Basic Raster Operations in R
Introduction
While much of urban data systems moved to vector object based data structures, raster datasets are ubiquitous and ever present. Raster datasets are simply an array of pixels/cells organized into rows and columns (or a grid) where each cell contains a value representing information, such as temperature, soil type, land use, water level. Rasters are aerial photographs, imagery from satellites, google street view images. Few things to note.
- Raster datasets are always rectangular (rows x col) similar to matrices. Irregular boundaries are created by using NAs.
- Rasters have to contain values of the same type (int, float, boolean) throughout the raster, just like matrices and unlike data.frames
- The size of the raster depends on the resolution and the extent of the raster. As such many rasters are large and often cannot be held in memory completely.
- In general, rasters we would interested in have a coordinate system (projected or unprojected). Because of it regular nature of the data structure, all we need to store is the Origin coordinates and the cell resolution (square or rectangular).
Rasters in R
The workhorse package for working with rasters in R is raster
and terra
packages by Robert Hijmans. In particular see Spatial Data Science with R. terra
is better and faster in many instances, but is newer and does not have all the functionality and support associated with raster
. I will switch back and forth between the two packages as necessary. Most functions are available in both packages, but it is useful to learn the differences
Eventually, if you get into the weeds in Remote Sensing, you should use RStoolbox
package that has support for parallel processing. If you are working in rasters that are not geographically located (such as digital pictures) magick
wrapper around ImageMagick may be a good option.
Download data
You can download the datasets used in this tutorial here
Reading in Rasters
Let’s start with toy examples and examine the use of functions in the raster library.
library(raster)
library(rasterVis)
library(sf)
library(tidyverse)
library(tigris)
library(leaflet)
library(skimr)
library(terra)
# Let's create a raster of size 5x5. #creates an empty raster object
raster_object <- raster(ncol=5, nrow=5, xmx=-100, xmn=-500, ymn=100, ymx=500, crs='+proj=longlat +datum=WGS84')
#In terra, you can create an object with 'rast'. Notice the difference between xmx and xmax argument names.
raster_object_terra <- rast(ncol=5, nrow=5, xmax=-100, xmin=-500, ymin=100, ymax=500, crs='+proj=longlat +datum=WGS84')
#view its properties
raster_object
# class : RasterLayer
# dimensions : 5, 5, 25 (nrow, ncol, ncell)

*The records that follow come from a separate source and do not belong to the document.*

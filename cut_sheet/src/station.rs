//! Station notation formatting and parsing.

use crate::error::{Error, Result};

/// Half of the smallest step representable at the millifoot precision used
/// for station values throughout the crate.
const REMAINDER_EPS: f64 = 5e-4;

/// Formats a station value using engineering station notation, e.g. `125.0`
/// becomes `"1+25"`.
///
/// The remainder past the hundreds digit is zero-padded to two digits.
/// Stations are expected to be non-negative; negative values are rendered as
/// the absolute value with a leading minus sign. A remainder that is not a
/// whole foot keeps three decimals (`"0+12.500"`).
pub fn format_station(station: f64) -> String {
    if station < 0.0 {
        return format!("-{}", format_station(-station));
    }
    let hundreds = (station / 100.0).floor() as i64;
    let remainder = station - hundreds as f64 * 100.0;
    let frac = remainder - remainder.floor();
    if frac < REMAINDER_EPS || frac > 1.0 - REMAINDER_EPS {
        let whole = remainder.round() as i64;
        if whole >= 100 {
            format!("{}+00", hundreds + 1)
        } else {
            format!("{}+{:02}", hundreds, whole)
        }
    } else {
        format!("{}+{:06.3}", hundreds, remainder)
    }
}

/// Parses a comma-separated list of station values.
///
/// Tokens are trimmed and blank tokens are skipped, so trailing commas and an
/// empty field are accepted. The first token that does not parse as a finite
/// number fails the whole field with [`Error::Parse`] naming that token.
pub fn parse_stations(text: &str) -> Result<Vec<f64>> {
    let mut stations = Vec::new();
    for token in text.split(',') {
        let token = token.trim();
        if token.is_empty() {
            continue;
        }
        let value: f64 = token.parse().map_err(|_| Error::Parse {
            token: token.to_string(),
        })?;
        if !value.is_finite() {
            return Err(Error::Parse {
                token: token.to_string(),
            });
        }
        stations.push(value);
    }
    Ok(stations)
}
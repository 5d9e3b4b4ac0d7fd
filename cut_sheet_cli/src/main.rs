use clap::{Parser, Subcommand};
use cut_sheet::io::{read_profile_input_json, write_profile_csv, write_profile_json};
use cut_sheet::profile::{build_profile, grade, Profile, ProfileInput};
use cut_sheet::station::{format_station, parse_stations};

/// Command line interface for generating slope cut sheets.
#[derive(Parser)]
#[command(name = "cut_sheet_cli", version)]
struct Cli {
    #[command(subcommand)]
    command: Commands,
}

#[derive(Subcommand)]
enum Commands {
    /// Generate a cut sheet between two stations.
    CutSheet {
        begin_station: f64,
        end_station: f64,
        begin_elevation: f64,
        end_elevation: f64,
        /// Station increment between generated rows.
        #[arg(long, default_value_t = 25.0)]
        increment: f64,
        /// Additional comma-separated station values.
        #[arg(long)]
        stations: Option<String>,
        /// Write the table to a CSV file.
        #[arg(long)]
        output: Option<String>,
        /// Write the computed profile to a JSON file.
        #[arg(long)]
        json: Option<String>,
    },
    /// Generate a cut sheet from a JSON parameter file.
    CutSheetFile {
        input: String,
        /// Write the table to a CSV file.
        #[arg(long)]
        output: Option<String>,
        /// Write the computed profile to a JSON file.
        #[arg(long)]
        json: Option<String>,
    },
    /// Compute the grade percentage between two stations.
    Slope {
        begin_station: f64,
        end_station: f64,
        begin_elevation: f64,
        end_elevation: f64,
    },
    /// Format a station value using station notation.
    FormatStation { station: f64 },
}

fn print_profile(profile: &Profile) {
    println!("Slope: {:.2}%", profile.slope_percent);
    println!("Station,Elevation (ft)");
    for point in &profile.points {
        println!("{},{}", point.label, point.elevation);
    }
}

fn export_profile(profile: &Profile, output: Option<&str>, json: Option<&str>) {
    if let Some(path) = output {
        match write_profile_csv(path, profile) {
            Ok(()) => println!("Wrote {}", path),
            Err(e) => eprintln!("Error writing {}: {}", path, e),
        }
    }
    if let Some(path) = json {
        match write_profile_json(path, profile) {
            Ok(()) => println!("Wrote {}", path),
            Err(e) => eprintln!("Error writing {}: {}", path, e),
        }
    }
}

fn run_profile(input: &ProfileInput, output: Option<&str>, json: Option<&str>) {
    match build_profile(input) {
        Ok(profile) => {
            print_profile(&profile);
            export_profile(&profile, output, json);
        }
        Err(e) => eprintln!("Error: {}", e),
    }
}

fn main() {
    env_logger::init();
    let cli = Cli::parse();
    match cli.command {
        Commands::CutSheet {
            begin_station,
            end_station,
            begin_elevation,
            end_elevation,
            increment,
            stations,
            output,
            json,
        } => {
            let extra_stations = match stations.as_deref() {
                Some(text) => match parse_stations(text) {
                    Ok(stas) => stas,
                    Err(e) => {
                        eprintln!("Error: {}", e);
                        return;
                    }
                },
                None => Vec::new(),
            };
            let input = ProfileInput {
                begin_station,
                end_station,
                begin_elevation,
                end_elevation,
                increment,
                extra_stations,
            };
            run_profile(&input, output.as_deref(), json.as_deref());
        }
        Commands::CutSheetFile {
            input,
            output,
            json,
        } => match read_profile_input_json(&input) {
            Ok(params) => run_profile(&params, output.as_deref(), json.as_deref()),
            Err(e) => eprintln!("Error reading {}: {}", input, e),
        },
        Commands::Slope {
            begin_station,
            end_station,
            begin_elevation,
            end_elevation,
        } => match grade(begin_station, end_station, begin_elevation, end_elevation) {
            Ok(slope) => println!("Slope: {:.2}%", slope * 100.0),
            Err(e) => eprintln!("Error: {}", e),
        },
        Commands::FormatStation { station } => {
            println!("{}", format_station(station));
        }
    }
}
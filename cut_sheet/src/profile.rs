//! Slope profile generation between two survey stations.

use serde::{Deserialize, Serialize};

use crate::error::{Error, Result};
use crate::station::format_station;

/// Parameters for a single cut sheet computation.
#[derive(Debug, Clone, Serialize, Deserialize)]
pub struct ProfileInput {
    pub begin_station: f64,
    pub end_station: f64,
    pub begin_elevation: f64,
    pub end_elevation: f64,
    pub increment: f64,
    /// Extra stations sampled in addition to the increment grid.
    #[serde(default)]
    pub extra_stations: Vec<f64>,
}

/// One row of the cut sheet table.
#[derive(Debug, Clone, Serialize, Deserialize)]
pub struct StationPoint {
    pub station: f64,
    pub label: String,
    pub elevation: f64,
}

/// Computed slope profile: overall grade plus the ordered station table.
#[derive(Debug, Clone, Serialize, Deserialize)]
pub struct Profile {
    pub slope: f64,
    pub slope_percent: f64,
    pub points: Vec<StationPoint>,
}

fn round3(value: f64) -> f64 {
    (value * 1000.0).round() / 1000.0
}

fn round2(value: f64) -> f64 {
    (value * 100.0).round() / 100.0
}

/// Grade between two station/elevation pairs, as rise over run.
pub fn grade(
    begin_station: f64,
    end_station: f64,
    begin_elevation: f64,
    end_elevation: f64,
) -> Result<f64> {
    let run = end_station - begin_station;
    if run.abs() < f64::EPSILON {
        return Err(Error::DivisionByZero);
    }
    Ok((end_elevation - begin_elevation) / run)
}

/// Builds the cut sheet profile for the given input.
///
/// Stations are generated on the increment grid starting from the first
/// multiple of `increment` at or after `begin_station` and ending before
/// `end_station`, then unioned with both endpoints and any extra stations.
/// Station values are rounded to three decimals before deduplication, so an
/// extra station that lands on a generated one appears once. Elevations are
/// graded linearly between the endpoint elevations.
pub fn build_profile(input: &ProfileInput) -> Result<Profile> {
    if !(input.increment > 0.0) {
        return Err(Error::InvalidIncrement(input.increment));
    }
    let slope = grade(
        input.begin_station,
        input.end_station,
        input.begin_elevation,
        input.end_elevation,
    )?;

    let mut stations = vec![round3(input.begin_station), round3(input.end_station)];

    let rem = input.begin_station.rem_euclid(input.increment);
    let start = if rem.abs() < f64::EPSILON {
        input.begin_station
    } else {
        input.begin_station + (input.increment - rem)
    };
    let mut s = start;
    while s < input.end_station {
        stations.push(round3(s));
        s += input.increment;
    }

    stations.extend(input.extra_stations.iter().map(|v| round3(*v)));

    stations.sort_by(f64::total_cmp);
    stations.dedup();

    log::debug!(
        "graded {} stations from {} to {}",
        stations.len(),
        input.begin_station,
        input.end_station
    );

    let points = stations
        .into_iter()
        .map(|station| StationPoint {
            station,
            label: format_station(station),
            elevation: round3(input.begin_elevation + slope * (station - input.begin_station)),
        })
        .collect();

    Ok(Profile {
        slope,
        slope_percent: round2(slope * 100.0),
        points,
    })
}

#[cfg(test)]
mod tests {
    use super::*;

    fn input(begin: f64, end: f64, increment: f64) -> ProfileInput {
        ProfileInput {
            begin_station: begin,
            end_station: end,
            begin_elevation: 100.0,
            end_elevation: 110.0,
            increment,
            extra_stations: Vec::new(),
        }
    }

    #[test]
    fn grade_rejects_zero_run() {
        assert_eq!(grade(50.0, 50.0, 100.0, 110.0), Err(Error::DivisionByZero));
    }

    #[test]
    fn rejects_bad_increment() {
        assert_eq!(
            build_profile(&input(0.0, 100.0, 0.0)).unwrap_err(),
            Error::InvalidIncrement(0.0)
        );
        assert_eq!(
            build_profile(&input(0.0, 100.0, -5.0)).unwrap_err(),
            Error::InvalidIncrement(-5.0)
        );
        assert!(build_profile(&input(0.0, 100.0, f64::NAN)).is_err());
    }

    #[test]
    fn aligns_start_to_next_increment_multiple() {
        let profile = build_profile(&input(110.0, 200.0, 25.0)).unwrap();
        let stations: Vec<f64> = profile.points.iter().map(|p| p.station).collect();
        assert_eq!(stations, vec![110.0, 125.0, 150.0, 175.0, 200.0]);
    }

    #[test]
    fn aligns_grid_below_zero() {
        let profile = build_profile(&input(-10.0, 60.0, 25.0)).unwrap();
        let stations: Vec<f64> = profile.points.iter().map(|p| p.station).collect();
        assert_eq!(stations, vec![-10.0, 0.0, 25.0, 50.0, 60.0]);
    }

    #[test]
    fn descending_grade() {
        let profile = build_profile(&ProfileInput {
            begin_station: 0.0,
            end_station: 50.0,
            begin_elevation: 110.0,
            end_elevation: 100.0,
            increment: 25.0,
            extra_stations: Vec::new(),
        })
        .unwrap();
        assert!((profile.slope + 0.2).abs() < 1e-9);
        assert_eq!(profile.slope_percent, -20.0);
        assert_eq!(profile.points[1].elevation, 105.0);
    }

    #[test]
    fn slope_percent_rounds_to_two_decimals() {
        let profile = build_profile(&ProfileInput {
            begin_station: 0.0,
            end_station: 30.0,
            begin_elevation: 0.0,
            end_elevation: 10.0,
            increment: 10.0,
            extra_stations: Vec::new(),
        })
        .unwrap();
        assert_eq!(profile.slope_percent, 33.33);
    }
}
//! Pruebas de fan-out: variantes paralelas con selección explícita por
//! métrica.

use serde_json::json;
use std::path::Path;
use std::sync::Arc;

use fab_core::{evaluate_variants, BuildContext, Config, ConfigBuilder, ConfigSchema, DesignState, FlowError,
               InMemoryEventStore, InMemoryRunStore, Objective, RawConfig, Step, StepContext, StepError,
               StepOutcome, Variant};
use fab_domain::DesignFormat;

#[derive(Debug)]
struct PlaceWithDensity {
    density: f64,
    fail: bool,
}

impl Step for PlaceWithDensity {
    fn id(&self) -> &str {
        "global_placement"
    }

    fn inputs(&self) -> &[DesignFormat] {
        &[]
    }

    fn outputs(&self) -> &[DesignFormat] {
        &[DesignFormat::Def]
    }

    fn run(&self, ctx: &StepContext, _input: &DesignState) -> Result<StepOutcome, StepError> {
        if self.fail {
            return Err(StepError::Internal("placer diverged".to_string()));
        }
        let path = ctx.step_dir().join("spm.def");
        std::fs::write(&path, "DESIGN spm ;\n").map_err(|e| StepError::io(self.id(), e))?;
        // la congestión sintética crece con la densidad
        Ok(StepOutcome::new().with_view(DesignFormat::Def, path)
                             .with_metric("place__congestion", json!(self.density * 10.0)))
    }
}

fn shared_config() -> Arc<Config> {
    let mut schema = ConfigSchema::new();
    schema.extend("flow", ConfigSchema::universal()).unwrap();
    let builder = ConfigBuilder::new(schema, BuildContext::new("/designs/spm", "sky130A", "sky130_fd_sc_hd"));
    let raw = RawConfig::from_value(json!({"DESIGN_NAME": "spm"}), Path::new("<test>")).unwrap();
    builder.build(raw).unwrap().into_shared()
}

#[test]
fn best_variant_is_selected_by_metric() {
    let run = tempfile::tempdir().unwrap();
    let base = InMemoryRunStore::new(run.path());

    let variants = vec![Variant::new("dense",
                                     vec![Box::new(PlaceWithDensity { density: 0.7, fail: false })
                                              as Box<dyn Step>]),
                        Variant::new("sparse",
                                     vec![Box::new(PlaceWithDensity { density: 0.4, fail: false })
                                              as Box<dyn Step>])];

    let (winner, state) = evaluate_variants(shared_config(),
                                            &DesignState::new(),
                                            variants,
                                            "place__congestion",
                                            Objective::Minimize,
                                            |name| Ok((InMemoryEventStore::default(), base.branch(name))))
        .unwrap();

    assert_eq!(winner, "sparse");
    assert_eq!(state.metric("place__congestion"), Some(&json!(4.0)));
    // cada variante corrió bajo su propio namespace del run directory
    assert!(run.path().join("sparse/01-global-placement/state_out.json").is_file());
    assert!(run.path().join("dense/01-global-placement/state_out.json").is_file());
}

#[test]
fn failed_variants_do_not_win() {
    let run = tempfile::tempdir().unwrap();
    let base = InMemoryRunStore::new(run.path());

    let variants = vec![Variant::new("broken",
                                     vec![Box::new(PlaceWithDensity { density: 0.1, fail: true })
                                              as Box<dyn Step>]),
                        Variant::new("ok",
                                     vec![Box::new(PlaceWithDensity { density: 0.9, fail: false })
                                              as Box<dyn Step>])];

    let (winner, _) = evaluate_variants(shared_config(),
                                        &DesignState::new(),
                                        variants,
                                        "place__congestion",
                                        Objective::Minimize,
                                        |name| Ok((InMemoryEventStore::default(), base.branch(name))))
        .unwrap();
    assert_eq!(winner, "ok");
}

#[test]
fn fanout_with_no_usable_result_fails() {
    let run = tempfile::tempdir().unwrap();
    let base = InMemoryRunStore::new(run.path());

    let variants = vec![Variant::new("broken",
                                     vec![Box::new(PlaceWithDensity { density: 0.1, fail: true })
                                              as Box<dyn Step>])];

    let err = evaluate_variants(shared_config(),
                                &DesignState::new(),
                                variants,
                                "place__congestion",
                                Objective::Minimize,
                                |name| Ok((InMemoryEventStore::default(), base.branch(name))))
        .unwrap_err();
    assert!(matches!(err, FlowError::FanOut(_)));
}
//! Síntesis lógica con yosys.
//!
//! Genera un script `.ys` en el sandbox, invoca yosys y publica el netlist.
//! Las métricas salen del bloque `stat -json` capturado en el log.

use serde_json::json;

use fab_core::{write_script, DesignState, Step, StepContext, StepError, StepOutcome, Variable, VariableType};
use fab_domain::DesignFormat;

use crate::invocation::{checksum_artifact, expect_artifact, tool_command};
use crate::metrics::parse_yosys_stats;

#[derive(Debug, Clone, Copy)]
pub struct SynthesisStep;

impl SynthesisStep {
    fn script(&self, ctx: &StepContext, netlist: &std::path::Path) -> Result<String, StepError> {
        let cfg = ctx.config();
        let design = cfg.str("DESIGN_NAME").unwrap_or("design");
        let files = cfg.paths("VERILOG_FILES").unwrap_or_default();
        if files.is_empty() {
            return Err(StepError::InvalidInput { step: self.id().to_string(),
                                                 format: DesignFormat::Rtl,
                                                 detail: "VERILOG_FILES resolved to an empty list".to_string() });
        }
        let mut script = String::new();
        for file in files {
            script.push_str(&format!("read_verilog {}\n", file.display()));
        }
        script.push_str(&format!("synth -top {design}\n"));
        script.push_str(&format!("write_verilog -noattr {}\n", netlist.display()));
        script.push_str("stat -json\n");
        Ok(script)
    }
}

impl Step for SynthesisStep {
    fn id(&self) -> &str {
        "synthesis"
    }

    fn inputs(&self) -> &[DesignFormat] {
        &[]
    }

    fn outputs(&self) -> &[DesignFormat] {
        &[DesignFormat::Netlist]
    }

    fn variables(&self) -> Vec<Variable> {
        vec![Variable::new("VERILOG_FILES", VariableType::List(Box::new(VariableType::Path)))
                 .required()
                 .describe("RTL sources, usually a glob:: over the design directory"),
             Variable::new("CLOCK_PERIOD", VariableType::Number).required()
                                                                .describe("Target clock period in ns"),
             Variable::new("SYNTH_STRATEGY", VariableType::Enum(vec!["AREA 0".to_string(),
                                                                    "AREA 1".to_string(),
                                                                    "DELAY 0".to_string(),
                                                                    "DELAY 1".to_string()]))
                 .with_default("AREA 0")
                 .with_alias("STRATEGY")
                 .describe("Optimization bias passed to the synthesis recipe"),
             Variable::new("SYNTH_BIN", VariableType::String).with_default("yosys")
                                                             .describe("Yosys executable to invoke")]
    }

    fn run(&self, ctx: &StepContext, _input: &DesignState) -> Result<StepOutcome, StepError> {
        let cfg = ctx.config();
        let design = cfg.str("DESIGN_NAME").unwrap_or("design").to_string();
        let netlist = ctx.step_dir().join(format!("{design}.{}", DesignFormat::Netlist.extension()));

        let script = self.script(ctx, &netlist)?;
        let script_path = write_script(ctx.step_dir(), "synth.ys", &script)
            .map_err(|e| StepError::from_exec(self.id(), e))?;

        let bin = cfg.str("SYNTH_BIN").unwrap_or("yosys");
        let period = cfg.number("CLOCK_PERIOD").unwrap_or(10.0);
        let strategy = cfg.str("SYNTH_STRATEGY").unwrap_or("AREA 0");
        let output = tool_command(ctx, bin).arg("-s")
                                           .arg(script_path.display().to_string())
                                           .env("CLOCK_PERIOD", period.to_string())
                                           .env("SYNTH_STRATEGY", strategy)
                                           .log_stem("yosys")
                                           .run()
                                           .map_err(|e| StepError::from_exec(self.id(), e))?;

        expect_artifact(self.id(), &netlist)?;
        let digest = checksum_artifact(self.id(), &netlist)?;

        let log_text = std::fs::read_to_string(&output.stdout_log).map_err(|e| StepError::io(self.id(), e))?;
        let mut outcome = StepOutcome::new().with_view(DesignFormat::Netlist, netlist)
                                            .with_metric("synthesis__netlist_sha256", json!(digest))
                                            .with_metric("synthesis__runtime_secs",
                                                         json!(output.duration.as_secs_f64()));
        for (name, value) in parse_yosys_stats(&log_text) {
            outcome = outcome.with_metric(name, value);
        }
        Ok(outcome)
    }
}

# resolution : 80, 80 (x, y)
# extent : -500, -100, 100, 500 (xmin, xmax, ymin, ymax)
# crs : +proj=longlat +datum=WGS84 +no_defs
raster_object_terra
# class : SpatRaster
# dimensions : 5, 5, 1 (nrow, ncol, nlyr)
# resolution : 80, 80 (x, y)
# extent : -500, -100, 100, 500 (xmin, xmax, ymin, ymax)
# coord. ref. : +proj=longlat +datum=WGS84 +no_defs
#access the resolution of the object
res(raster_object)
# [1] 80 80
#we can also set the resolution of the object
res(raster_object) <- 100
res(raster_object)
# [1] 100 100
# We can assign values to the object by supplying the right number of values.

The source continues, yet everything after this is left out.